| Problem details |
Copy every line from the records that holds the word "AtomicBool".

| Data |
______________________________

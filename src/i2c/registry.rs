// Licensed under the Apache-2.0 license

//! # I2C Controller Registry
//!
//! Board code describes each physical controller once, as a [`Bus`], and hands
//! it to a [`Registry`] at startup. Registration returns a [`BusHandle`]; every
//! later operation (open, close, transfers, frequency changes, removal) goes
//! through the registry with that handle. There is no global driver state: the
//! registry is an ordinary value that lives wherever the board puts it, usually
//! a `static` built once in `main`.
//!
//! ## Ownership
//!
//! ```text
//! Registry
//!  ├── buses: heapless::Vec<Bus, N>   (register block, platform data, open state)
//!  ├── slots: &[AdapterSlot]         (lock + counting signal while open)
//!  ├── irq:   IrqControl             (line enable/disable)
//!  ├── logger
//!  └── config: DriverConfig
//! ```
//!
//! ## Usage Patterns
//!
//! ```rust,ignore
//! use stm32_i2c_ddk::i2c::{AdapterSlot, Bus, Instance, Registry, Message, NvicLines, SpinDelay};
//!
//! static SLOTS: [AdapterSlot; 2] = [AdapterSlot::new(), AdapterSlot::new()];
//!
//! let mut registry: Registry<'_, _, _, _> =
//!     Registry::new(&SLOTS, NvicLines, NoOpLogger, DriverConfig::default());
//! let i2c2 = registry.register(Bus::new(
//!     Instance::I2c2.name(),
//!     unsafe { Instance::I2c2.registers() },
//!     Some(Instance::I2c2.platform(HertzU32::MHz(42))),
//!     SpinDelay::new(HertzU32::MHz(168)),
//! ))?;
//!
//! registry.open(i2c2)?;
//! registry.transfer(i2c2, &mut [Message::write(0x50, &[0x00, 0x10])])?;
//!
//! // interrupt vectors forward to the registry
//! #[interrupt]
//! fn I2C2_EV() {
//!     REGISTRY.on_interrupt(IrqLine(33));
//! }
//! ```
//!
//! ## Interrupt Routing
//!
//! `register` attaches both lines of the bus and unmasks them; `remove`
//! detaches and masks them. [`Registry::on_interrupt`] looks the line up among
//! the attached buses and runs the event or error handler for it. Lines that
//! belong to no attached bus are ignored.

use core::sync::atomic::{AtomicBool, Ordering};

use embedded_hal::delay::DelayNs;

use crate::common::{Logger, NoOpLogger};
use crate::i2c::common::{DriverConfig, Error, IrqLine, PlatformConfig};
use crate::i2c::irq;
use crate::i2c::registers::RegisterSnapshot;
use crate::i2c::sync::AdapterSlot;
use crate::i2c::traits::{IrqControl, Registers};

/// Default number of controllers a registry can hold.
pub const DEFAULT_MAX_BUSES: usize = 4;

/// One physical controller as described by the board.
pub struct Bus<R, D> {
    pub(crate) name: &'static str,
    pub(crate) regs: R,
    pub(crate) platform: Option<PlatformConfig>,
    /// Adapter slot index while open
    pub(crate) adapter: spin::RwLock<Option<usize>>,
    pub(crate) attached: AtomicBool,
    pub(crate) delay: spin::Mutex<D>,
}

impl<R: Registers, D: DelayNs> Bus<R, D> {
    pub fn new(name: &'static str, regs: R, platform: Option<PlatformConfig>, delay: D) -> Self {
        Self {
            name,
            regs,
            platform,
            adapter: spin::RwLock::new(None),
            attached: AtomicBool::new(false),
            delay: spin::Mutex::new(delay),
        }
    }
}

impl<R, D> Bus<R, D> {
    #[must_use]
    pub fn name(&self) -> &'static str {
        self.name
    }

    pub fn regs(&self) -> &R {
        &self.regs
    }

    #[must_use]
    pub fn platform(&self) -> Option<&PlatformConfig> {
        self.platform.as_ref()
    }

    pub fn is_open(&self) -> bool {
        self.adapter.read().is_some()
    }

    pub fn is_attached(&self) -> bool {
        self.attached.load(Ordering::Acquire)
    }

    /// Adapter slot of an open controller. Never blocks: `None` while the
    /// open state is being changed.
    pub(crate) fn adapter_slot<'p>(&self, slots: &'p [AdapterSlot]) -> Option<&'p AdapterSlot> {
        self.adapter
            .try_read()
            .and_then(|adapter| *adapter)
            .and_then(|index| slots.get(index))
    }
}

/// Strongly typed reference to a registered controller.
#[derive(Copy, Clone, Debug, PartialEq, Eq, Hash)]
pub struct BusHandle(u8);

impl BusHandle {
    #[must_use]
    pub fn index(self) -> usize {
        usize::from(self.0)
    }
}

pub struct Registry<'p, R, I, D, L = NoOpLogger, const N: usize = DEFAULT_MAX_BUSES> {
    pub(crate) buses: heapless::Vec<Bus<R, D>, N>,
    pub(crate) slots: &'p [AdapterSlot],
    pub(crate) irq: I,
    pub(crate) logger: L,
    pub(crate) config: DriverConfig,
}

impl<'p, R, I, D, L, const N: usize> Registry<'p, R, I, D, L, N>
where
    R: Registers,
    I: IrqControl,
    D: DelayNs,
    L: Logger,
{
    /// Empty registry. `slots` bounds how many controllers can be open at once.
    pub fn new(slots: &'p [AdapterSlot], irq: I, logger: L, config: DriverConfig) -> Self {
        Self {
            buses: heapless::Vec::new(),
            slots,
            irq,
            logger,
            config,
        }
    }

    /// Register a controller, attach its interrupt lines and unmask them.
    ///
    /// # Errors
    ///
    /// * [`Error::InvalidArgument`] if the bus has no platform configuration
    /// * [`Error::OutOfMemory`] if the registry is full
    pub fn register(&mut self, bus: Bus<R, D>) -> Result<BusHandle, Error> {
        let platform = bus.platform.ok_or(Error::InvalidArgument)?;
        let handle = BusHandle(u8::try_from(self.buses.len()).map_err(|_| Error::OutOfMemory)?);
        let name = bus.name;

        self.buses.push(bus).map_err(|_| Error::OutOfMemory)?;
        if let Some(bus) = self.buses.get(handle.index()) {
            bus.attached.store(true, Ordering::Release);
        }
        self.irq.enable_line(platform.event_irq);
        self.irq.enable_line(platform.error_irq);

        self.logger.debug(format_args!(
            "{}: registered, irq {}/{}",
            name, platform.event_irq.0, platform.error_irq.0
        ));
        Ok(handle)
    }

    /// Detach a closed controller from its interrupt lines.
    ///
    /// The handle stays valid but the bus can no longer be opened.
    ///
    /// # Errors
    ///
    /// [`Error::InvalidArgument`] for an unknown handle, an open controller or
    /// one already removed.
    pub fn remove(&self, handle: BusHandle) -> Result<(), Error> {
        let bus = self.bus(handle)?;
        let adapter = bus.adapter.write();
        if adapter.is_some() || !bus.is_attached() {
            return Err(Error::InvalidArgument);
        }
        bus.attached.store(false, Ordering::Release);
        if let Some(platform) = bus.platform {
            self.irq.disable_line(platform.event_irq);
            self.irq.disable_line(platform.error_irq);
        }
        drop(adapter);

        self.logger.debug(format_args!("{}: removed", bus.name));
        Ok(())
    }

    /// Entry point for the board's interrupt vectors.
    ///
    /// Returns `false` when `line` belongs to no attached controller.
    pub fn on_interrupt(&self, line: IrqLine) -> bool {
        let mut handled = false;
        for bus in self.buses.iter().filter(|bus| bus.is_attached()) {
            let Some(platform) = bus.platform else {
                continue;
            };
            if platform.event_irq == line {
                irq::on_event(bus, self.slots, &self.irq, line);
                handled = true;
            } else if platform.error_irq == line {
                irq::on_error(bus, self.slots, &self.irq, &self.logger, line);
                handled = true;
            }
        }
        handled
    }

    /// # Errors
    ///
    /// [`Error::InvalidArgument`] for an unknown handle.
    pub fn bus(&self, handle: BusHandle) -> Result<&Bus<R, D>, Error> {
        self.buses.get(handle.index()).ok_or(Error::InvalidArgument)
    }

    pub fn buses(&self) -> impl Iterator<Item = (BusHandle, &Bus<R, D>)> {
        self.buses
            .iter()
            .enumerate()
            .filter_map(|(index, bus)| Some((BusHandle(u8::try_from(index).ok()?), bus)))
    }

    /// Current register values of a controller.
    ///
    /// # Errors
    ///
    /// [`Error::InvalidArgument`] for an unknown handle.
    pub fn snapshot(&self, handle: BusHandle) -> Result<RegisterSnapshot, Error> {
        Ok(RegisterSnapshot::capture(&self.bus(handle)?.regs))
    }

    pub fn irq(&self) -> &I {
        &self.irq
    }

    pub fn logger(&self) -> &L {
        &self.logger
    }

    pub fn config(&self) -> &DriverConfig {
        &self.config
    }

    pub(crate) fn dump_registers(&self, bus: &Bus<R, D>) {
        if self.config.dump_registers {
            let snapshot = RegisterSnapshot::capture(&bus.regs);
            self.logger.debug(format_args!("{}: {}", bus.name, snapshot));
        }
    }
}
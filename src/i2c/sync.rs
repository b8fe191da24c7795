// Licensed under the Apache-2.0 license

//! Synchronization state shared between thread context and interrupt handlers.
//!
//! Each open controller owns one [`AdapterSlot`] taken from a caller-supplied
//! pool. The slot carries the bus lock that serializes transfers and the
//! counting signal through which the interrupt handlers wake the transfer
//! engine.

use core::sync::atomic::{AtomicBool, AtomicUsize, Ordering};

/// Counting semaphore posted from interrupt context and consumed by the
/// transfer engine.
///
/// `up` never blocks and never fails, so it is safe to call from any handler.
/// Posts are counted, which means an event raised before the engine starts
/// waiting is not lost.
#[derive(Debug, Default)]
pub struct CountingSignal {
    count: AtomicUsize,
}

impl CountingSignal {
    #[must_use]
    pub const fn new() -> Self {
        Self {
            count: AtomicUsize::new(0),
        }
    }

    /// Post one event.
    pub fn up(&self) {
        self.count.fetch_add(1, Ordering::Release);
    }

    /// Consume one event if any is pending.
    pub fn try_take(&self) -> bool {
        self.count
            .fetch_update(Ordering::Acquire, Ordering::Relaxed, |n| n.checked_sub(1))
            .is_ok()
    }

    /// Number of events posted and not yet consumed.
    pub fn pending(&self) -> usize {
        self.count.load(Ordering::Acquire)
    }

    /// Drop all pending events.
    pub fn reset(&self) {
        self.count.store(0, Ordering::Release);
    }
}

/// Per-controller synchronization state, allocated while the controller is open.
#[derive(Debug, Default)]
pub struct AdapterSlot {
    claimed: AtomicBool,
    bus_lock: spin::Mutex<()>,
    signal: CountingSignal,
}

impl AdapterSlot {
    #[must_use]
    pub const fn new() -> Self {
        Self {
            claimed: AtomicBool::new(false),
            bus_lock: spin::Mutex::new(()),
            signal: CountingSignal::new(),
        }
    }

    pub fn is_claimed(&self) -> bool {
        self.claimed.load(Ordering::Acquire)
    }

    pub(crate) fn bus_lock(&self) -> &spin::Mutex<()> {
        &self.bus_lock
    }

    pub(crate) fn signal(&self) -> &CountingSignal {
        &self.signal
    }

    fn try_claim(&self) -> bool {
        self.claimed
            .compare_exchange(false, true, Ordering::AcqRel, Ordering::Acquire)
            .is_ok()
    }

    fn release(&self) {
        self.claimed.store(false, Ordering::Release);
    }
}

/// Claim the first free slot of `pool` and return its index.
///
/// The claimed slot starts with no pending events.
pub(crate) fn claim(pool: &[AdapterSlot]) -> Option<usize> {
    let index = pool.iter().position(AdapterSlot::try_claim)?;
    if let Some(slot) = pool.get(index) {
        slot.signal.reset();
    }
    Some(index)
}

pub(crate) fn release(pool: &[AdapterSlot], index: usize) {
    if let Some(slot) = pool.get(index) {
        slot.signal.reset();
        slot.release();
    }
}
// Licensed under the Apache-2.0 license

//! Register map of the STM32 (F1/F2/F4 family) I2C controller.
//!
//! All registers are 32 bits wide and live at fixed offsets from the
//! per-instance base address. Access goes through the [`Registers`] trait so
//! that the transfer engine can run against memory-mapped hardware or a test
//! double alike.

use core::fmt;

use crate::i2c::common::{IrqLine, PlatformConfig};
use crate::i2c::traits::Registers;
use fugit::HertzU32;

#[derive(Copy, Clone, Debug, PartialEq, Eq, Hash)]
pub enum Reg {
    Cr1,
    Cr2,
    Oar1,
    Oar2,
    Dr,
    Sr1,
    Sr2,
    Ccr,
    Trise,
}

impl Reg {
    pub const ALL: [Reg; 9] = [
        Reg::Cr1,
        Reg::Cr2,
        Reg::Oar1,
        Reg::Oar2,
        Reg::Dr,
        Reg::Sr1,
        Reg::Sr2,
        Reg::Ccr,
        Reg::Trise,
    ];

    #[must_use]
    pub const fn offset(self) -> usize {
        match self {
            Reg::Cr1 => 0x00,
            Reg::Cr2 => 0x04,
            Reg::Oar1 => 0x08,
            Reg::Oar2 => 0x0c,
            Reg::Dr => 0x10,
            Reg::Sr1 => 0x14,
            Reg::Sr2 => 0x18,
            Reg::Ccr => 0x1c,
            Reg::Trise => 0x20,
        }
    }
}

// CR1
pub const CR1_PE: u32 = 1 << 0;
pub const CR1_START: u32 = 1 << 8;
pub const CR1_STOP: u32 = 1 << 9;

// CR2
pub const CR2_FREQ_MASK: u32 = 0x3f;
pub const CR2_ITERREN: u32 = 1 << 8;
pub const CR2_ITEVTEN: u32 = 1 << 9;
/// TXE/RXNE also raise event interrupts
pub const CR2_ITBUFEN: u32 = 1 << 10;

// SR1
pub const SR1_SB: u32 = 1 << 0;
pub const SR1_ADDR: u32 = 1 << 1;
pub const SR1_BTF: u32 = 1 << 2;
pub const SR1_RXNE: u32 = 1 << 6;
pub const SR1_TXE: u32 = 1 << 7;
pub const SR1_BERR: u32 = 1 << 8;
pub const SR1_ARLO: u32 = 1 << 9;
pub const SR1_AF: u32 = 1 << 10;
pub const SR1_OVR: u32 = 1 << 11;
pub const SR1_PECERR: u32 = 1 << 12;
pub const SR1_TIMEOUT: u32 = 1 << 14;

pub const SR1_ERROR_MASK: u32 =
    SR1_TIMEOUT | SR1_AF | SR1_PECERR | SR1_OVR | SR1_ARLO | SR1_BERR;

// CCR
pub const CCR_MASK: u32 = 0x0fff;
pub const CCR_DUTY: u32 = 1 << 14;
pub const CCR_FAST_MODE: u32 = 1 << 15;

macro_rules! register_accessors {
    ($($name:ident),* $(,)?) => {
        paste::paste! {
            /// Named accessors for every controller register.
            pub trait RegisterExt: Registers {
                $(
                    #[inline]
                    fn [<read_ $name>](&self) -> u32 {
                        self.read(Reg::[<$name:camel>])
                    }

                    #[inline]
                    fn [<write_ $name>](&self, value: u32) {
                        self.write(Reg::[<$name:camel>], value)
                    }
                )*
            }
        }
    };
}

register_accessors!(cr1, cr2, oar1, oar2, dr, sr1, sr2, ccr, trise);

impl<T: Registers + ?Sized> RegisterExt for T {}

/// Memory-mapped register block.
pub struct Mmio {
    base: usize,
}

impl Mmio {
    /// # Safety
    ///
    /// `base` must be the address of an I2C controller register block that
    /// stays mapped for the lifetime of the returned value, and no other code
    /// may drive the same controller.
    #[must_use]
    pub const unsafe fn new(base: usize) -> Self {
        Self { base }
    }

    #[must_use]
    pub const fn base(&self) -> usize {
        self.base
    }
}

impl Registers for Mmio {
    fn read(&self, reg: Reg) -> u32 {
        // SAFETY: the constructor contract guarantees a mapped, aligned register block.
        unsafe { core::ptr::read_volatile((self.base + reg.offset()) as *const u32) }
    }

    fn write(&self, reg: Reg, value: u32) {
        // SAFETY: the constructor contract guarantees a mapped, aligned register block.
        unsafe { core::ptr::write_volatile((self.base + reg.offset()) as *mut u32, value) }
    }
}

/// Side-effect free register dump for diagnostics.
///
/// SR2 is deliberately absent: reading it right after SR1 clears ADDR.
#[derive(Copy, Clone, Debug, Default, PartialEq, Eq)]
pub struct RegisterSnapshot {
    pub cr1: u32,
    pub cr2: u32,
    pub sr1: u32,
    pub ccr: u32,
    pub trise: u32,
}

impl RegisterSnapshot {
    pub fn capture<R: Registers + ?Sized>(regs: &R) -> Self {
        Self {
            cr1: regs.read_cr1(),
            cr2: regs.read_cr2(),
            sr1: regs.read_sr1(),
            ccr: regs.read_ccr(),
            trise: regs.read_trise(),
        }
    }
}

impl fmt::Display for RegisterSnapshot {
    fn fmt(&self, f: &mut fmt::Formatter<'_>) -> fmt::Result {
        write!(
            f,
            "CR1={:#06x} CR2={:#06x} SR1={:#06x} CCR={:#06x} TRISE={:#04x}",
            self.cr1, self.cr2, self.sr1, self.ccr, self.trise
        )
    }
}

/// I2C controllers of the STM32F4 family.
#[derive(Copy, Clone, Debug, PartialEq, Eq)]
pub enum Instance {
    I2c1,
    I2c2,
    I2c3,
}

impl Instance {
    #[must_use]
    pub const fn base_addr(self) -> usize {
        match self {
            Instance::I2c1 => 0x4000_5400,
            Instance::I2c2 => 0x4000_5800,
            Instance::I2c3 => 0x4000_5c00,
        }
    }

    /// (event, error) interrupt numbers
    #[must_use]
    pub const fn irq_lines(self) -> (IrqLine, IrqLine) {
        match self {
            Instance::I2c1 => (IrqLine(31), IrqLine(32)),
            Instance::I2c2 => (IrqLine(33), IrqLine(34)),
            Instance::I2c3 => (IrqLine(72), IrqLine(73)),
        }
    }

    #[must_use]
    pub const fn name(self) -> &'static str {
        match self {
            Instance::I2c1 => "i2c1",
            Instance::I2c2 => "i2c2",
            Instance::I2c3 => "i2c3",
        }
    }

    /// Platform description for this instance fed by an APB1 clock of `apb1`.
    #[must_use]
    pub const fn platform(self, apb1: HertzU32) -> PlatformConfig {
        let (event_irq, error_irq) = self.irq_lines();
        PlatformConfig {
            event_irq,
            error_irq,
            clock: apb1,
        }
    }

    /// Register block of this instance.
    ///
    /// # Safety
    ///
    /// Same contract as [`Mmio::new`]: the peripheral must be clocked and not
    /// driven by anything else.
    #[must_use]
    pub const unsafe fn registers(self) -> Mmio {
        // SAFETY: forwarded to the caller.
        unsafe { Mmio::new(self.base_addr()) }
    }
}
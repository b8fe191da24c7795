// Licensed under the Apache-2.0 license

//! Transfer engine: runs a message sequence as start, address, data and stop
//! phases.
//!
//! Every phase ends by waiting for the controller to raise the matching event.
//! The wait arms the interrupt lines, then consumes posts from the adapter's
//! counting signal and inspects SR1 after each one:
//!
//! * any error bit fails the phase with [`Error::Bus`],
//! * the expected flag completes the phase,
//! * anything else is a spurious wake-up and the wait continues.
//!
//! A wait gives up with [`Error::Timeout`] after `timeout_us`. Whatever
//! happens, the sequence is closed with a stop condition.

use embedded_hal::delay::DelayNs;

use crate::common::Logger;
use crate::i2c::common::{BusFault, Direction, Error, IrqLine, Message, MessageBuf};
use crate::i2c::registers::{
    RegisterExt, CR1_PE, CR1_START, CR1_STOP, SR1_ADDR, SR1_RXNE, SR1_SB, SR1_TXE,
};
use crate::i2c::sync::CountingSignal;
use crate::i2c::traits::{IrqControl, Registers};

/// Sleep between two looks at the counting signal.
const POLL_INTERVAL_US: u32 = 1;

pub(crate) struct Engine<'a, R, I, D, L> {
    pub regs: &'a R,
    pub irq: &'a I,
    pub delay: &'a mut D,
    pub logger: &'a L,
    pub signal: &'a CountingSignal,
    pub event_line: IrqLine,
    pub error_line: IrqLine,
    pub timeout_us: u32,
}

impl<R, I, D, L> Engine<'_, R, I, D, L>
where
    R: Registers,
    I: IrqControl,
    D: DelayNs,
    L: Logger,
{
    /// Run `msgs` as one bus transaction. The caller holds the adapter lock.
    pub fn run(&mut self, msgs: &mut [Message<'_>]) -> Result<(), Error> {
        if msgs.is_empty() {
            return Ok(());
        }

        let mut result = Ok(());
        for (index, msg) in msgs.iter_mut().enumerate() {
            if let Err(err) = self.message(msg) {
                self.logger.error(format_args!(
                    "msg {} to {:#04x} failed: {}",
                    index,
                    msg.address(),
                    err
                ));
                if let Error::Bus(fault) = err {
                    self.clear_fault(fault);
                }
                result = Err(err);
                break;
            }
        }

        self.stop();
        result
    }

    fn message(&mut self, msg: &mut Message<'_>) -> Result<(), Error> {
        if !msg.is_continued() {
            self.start()?;
            self.address(msg.address(), msg.direction())?;
        }
        match msg.buf_mut() {
            MessageBuf::Write(bytes) => {
                for &byte in bytes.iter() {
                    self.send(byte)?;
                }
            }
            MessageBuf::Read(buf) => {
                for byte in buf.iter_mut() {
                    *byte = self.receive()?;
                }
            }
        }
        Ok(())
    }

    /// (Repeated) start condition.
    fn start(&mut self) -> Result<(), Error> {
        self.regs.write_cr1(CR1_PE | CR1_START);
        self.wait_for(SR1_SB)
    }

    fn address(&mut self, address: u8, direction: Direction) -> Result<(), Error> {
        let mut byte = u32::from(address) << 1;
        if direction == Direction::Read {
            byte |= 1;
        }
        self.regs.write_dr(byte);
        self.wait_for(SR1_ADDR)?;
        // SR1 then SR2 clears ADDR
        let _ = self.regs.read_sr2();
        Ok(())
    }

    fn send(&mut self, byte: u8) -> Result<(), Error> {
        self.wait_for(SR1_TXE)?;
        self.regs.write_dr(u32::from(byte));
        Ok(())
    }

    fn receive(&mut self) -> Result<u8, Error> {
        self.wait_for(SR1_RXNE)?;
        Ok((self.regs.read_dr() & 0xff) as u8)
    }

    fn stop(&mut self) {
        self.regs.write_cr1(CR1_PE | CR1_STOP);
    }

    /// Error flags are rc_w0: write zero to the latched bits only.
    fn clear_fault(&mut self, fault: BusFault) {
        self.regs.write_sr1(!fault.bits());
    }

    fn arm(&self) {
        self.irq.enable_line(self.event_line);
        self.irq.enable_line(self.error_line);
    }

    fn wait_for(&mut self, flag: u32) -> Result<(), Error> {
        self.arm();
        let mut waited_us: u32 = 0;
        loop {
            match self.poll(flag) {
                Ok(()) => return Ok(()),
                Err(nb::Error::Other(err)) => return Err(err),
                Err(nb::Error::WouldBlock) => {
                    if waited_us >= self.timeout_us {
                        return Err(Error::Timeout);
                    }
                    self.delay.delay_us(POLL_INTERVAL_US);
                    waited_us = waited_us.saturating_add(POLL_INTERVAL_US);
                }
            }
        }
    }

    fn poll(&self, flag: u32) -> nb::Result<(), Error> {
        if !self.signal.try_take() {
            return Err(nb::Error::WouldBlock);
        }

        let sr1 = self.regs.read_sr1();
        if let Some(fault) = BusFault::from_status(sr1) {
            return Err(nb::Error::Other(Error::Bus(fault)));
        }
        if sr1 & flag != 0 {
            return Ok(());
        }

        // Spurious: the event handler masked the line before posting.
        self.arm();
        Err(nb::Error::WouldBlock)
    }
}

______________________________

| Output for this exercise |
use core::sync::atomic::{AtomicBool, Ordering};
    pub(crate) attached: AtomicBool,
            attached: AtomicBool::new(false),
use core::sync::atomic::{AtomicBool, AtomicUsize, Ordering};
    claimed: AtomicBool,
            claimed: AtomicBool::new(false),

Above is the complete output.